Following the Argentine surrender, Peter Blaker, then a minister of state in the Ministry of Defence, told the House of Commons on 8 July 1982 that said that the station's aim "was to make the Argentine forces on the Falkland Islands aware of events in the South Atlantic and of world news and opinion on the crisis, free of the censorship of the Argentine Government". It had a staff of 24 members of the armed forces and four civilians, and cost around £10,000 a week to run. Programmes were produced at a facility on Dean Stanley Street in Westminster and conveyed by radio link – and later by telephone lines – to Ascension.

==Transmissions==
Radio Atlántico del Sur transmitted on shortwave in the 31-metre band. Evening broadcasts, on 9710 kHz, lasted three hours, and an hour-long morning transmission on 9700 kHz was added later. Using the BBC's 250-kilowatt Ascension Island transmitter, a total of 28 evening broadcasts and 19 morning broadcasts were made.

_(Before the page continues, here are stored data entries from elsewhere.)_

// src/core/cluster/topology.rs

//! Discovery of cluster primaries from `CLUSTER SLOTS` and key routing.

use super::slot::{NUM_SLOTS, get_slot};
use crate::core::KeyscopeError;
use crate::core::client::ShardRef;
use crate::core::protocol::RespFrame;
use std::collections::BTreeMap;
use std::fmt;
use std::ops::RangeInclusive;

/// One contiguous slot range and the primary serving it.
#[derive(Debug, Clone, PartialEq, Eq)]
pub struct SlotRange {
    pub slots: RangeInclusive<u16>,
    pub host: String,
    pub port: u16,
}

/// Parses a `CLUSTER SLOTS` reply.
///
/// Each element is `[start, end, [host, port, id, ...], replica...]`; only the
/// primary (the first node) is kept. An empty host means "the node you asked",
/// so `seed_host` is substituted.
pub fn parse_cluster_slots(
    reply: RespFrame,
    seed_host: &str,
) -> Result<Vec<SlotRange>, KeyscopeError> {
    let invalid = |what: &str| KeyscopeError::InvalidClusterTopology(what.to_string());

    let RespFrame::Array(entries) = reply.into_result().map_err(|e| invalid(&e.to_string()))?
    else {
        return Err(invalid("CLUSTER SLOTS did not return an array"));
    };

    let mut ranges = Vec::with_capacity(entries.len());
    for entry in entries {
        let RespFrame::Array(parts) = entry else {
            return Err(invalid("malformed slot range entry"));
        };
        let (Some(start), Some(end), Some(RespFrame::Array(primary))) =
            (parts.first(), parts.get(1), parts.get(2))
        else {
            return Err(invalid("slot range entry is missing its primary"));
        };

        let slot = |frame: &RespFrame| {
            frame
                .as_integer()
                .and_then(|i| u16::try_from(i).ok())
                .filter(|&s| (s as usize) < NUM_SLOTS)
                .ok_or_else(|| invalid("slot number out of range"))
        };
        let (start, end) = (slot(start)?, slot(end)?);
        if start > end {
            return Err(invalid("slot range start exceeds end"));
        }

        let host = match primary.first().and_then(RespFrame::as_text) {
            Some(h) if !h.is_empty() && h != "?" => h,
            _ => seed_host.to_string(),
        };
        let port = primary
            .get(1)
            .and_then(RespFrame::as_integer)
            .and_then(|p| u16::try_from(p).ok())
            .ok_or_else(|| invalid("primary port missing or invalid"))?;

        ranges.push(SlotRange {
            slots: start..=end,
            host,
            port,
        });
    }

    if ranges.is_empty() {
        return Err(invalid("no slots are assigned to any primary"));
    }
    Ok(ranges)
}

/// The set of primaries of a cluster and the slot-to-primary mapping.
#[derive(Clone)]
pub struct ShardMap {
    shards: Vec<ShardRef>,
    /// Index into `shards` for every slot; `None` while a slot is unassigned.
    owners: Vec<Option<usize>>,
}

impl fmt::Debug for ShardMap {
    fn fmt(&self, f: &mut fmt::Formatter<'_>) -> fmt::Result {
        let assigned = self.owners.iter().filter(|o| o.is_some()).count();
        f.debug_struct("ShardMap")
            .field(
                "shards",
                &self.shards.iter().map(|s| s.addr()).collect::<Vec<_>>(),
            )
            .field("assigned_slots", &assigned)
            .finish()
    }
}

impl ShardMap {
    /// Builds the map from shards and the slot ranges each one serves. A shard
    /// listed more than once (several ranges) is kept once, by address.
    pub fn new(ranges: Vec<(ShardRef, RangeInclusive<u16>)>) -> Self {
        let mut by_addr: BTreeMap<String, usize> = BTreeMap::new();
        let mut shards: Vec<ShardRef> = Vec::new();
        let mut owners = vec![None; NUM_SLOTS];

        for (shard, slots) in ranges {
            let idx = *by_addr.entry(shard.addr().to_string()).or_insert_with(|| {
                shards.push(shard.clone());
                shards.len() - 1
            });
            for slot in slots {
                if let Some(owner) = owners.get_mut(slot as usize) {
                    *owner = Some(idx);
                }
            }
        }
        Self { shards, owners }
    }

    pub fn shards(&self) -> &[ShardRef] {
        &self.shards
    }

    pub fn shard_for_slot(&self, slot: u16) -> Option<&ShardRef> {
        let idx = (*self.owners.get(slot as usize)?)?;
        self.shards.get(idx)
    }

    pub fn shard_for_key(&self, key: &[u8]) -> Option<&ShardRef> {
        self.shard_for_slot(get_slot(key))
    }
}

The station first went on the air at 23:00 UTC (20:00 in Argentina and the Falklands) on 19 May, with a mix of programmes such as news bulletins (including local news from Argentine cities), football results, messages purporting to be from Argentine mothers to their sons deployed in the islands, popular music (such as Argentina's 1982 football World Cup song and tracks by Julio Iglesias, Abba and Cliff Richard) and a "sentimental break" with an "attractive girl presenter".

==Reception==
The signal was heard in South America and as far away as Canada and Australia. British intelligence reports confirmed that Argentine soldiers listened to and enjoyed the broadcasts, but it is unclear whether they had any impact on morale. An Argentine intelligence report intercepted by the British was critical of, at least, the linguistic authenticity: "The language used was closer to that of Central Americans and lacked the idiomatic knowledge of Argentine Spanish."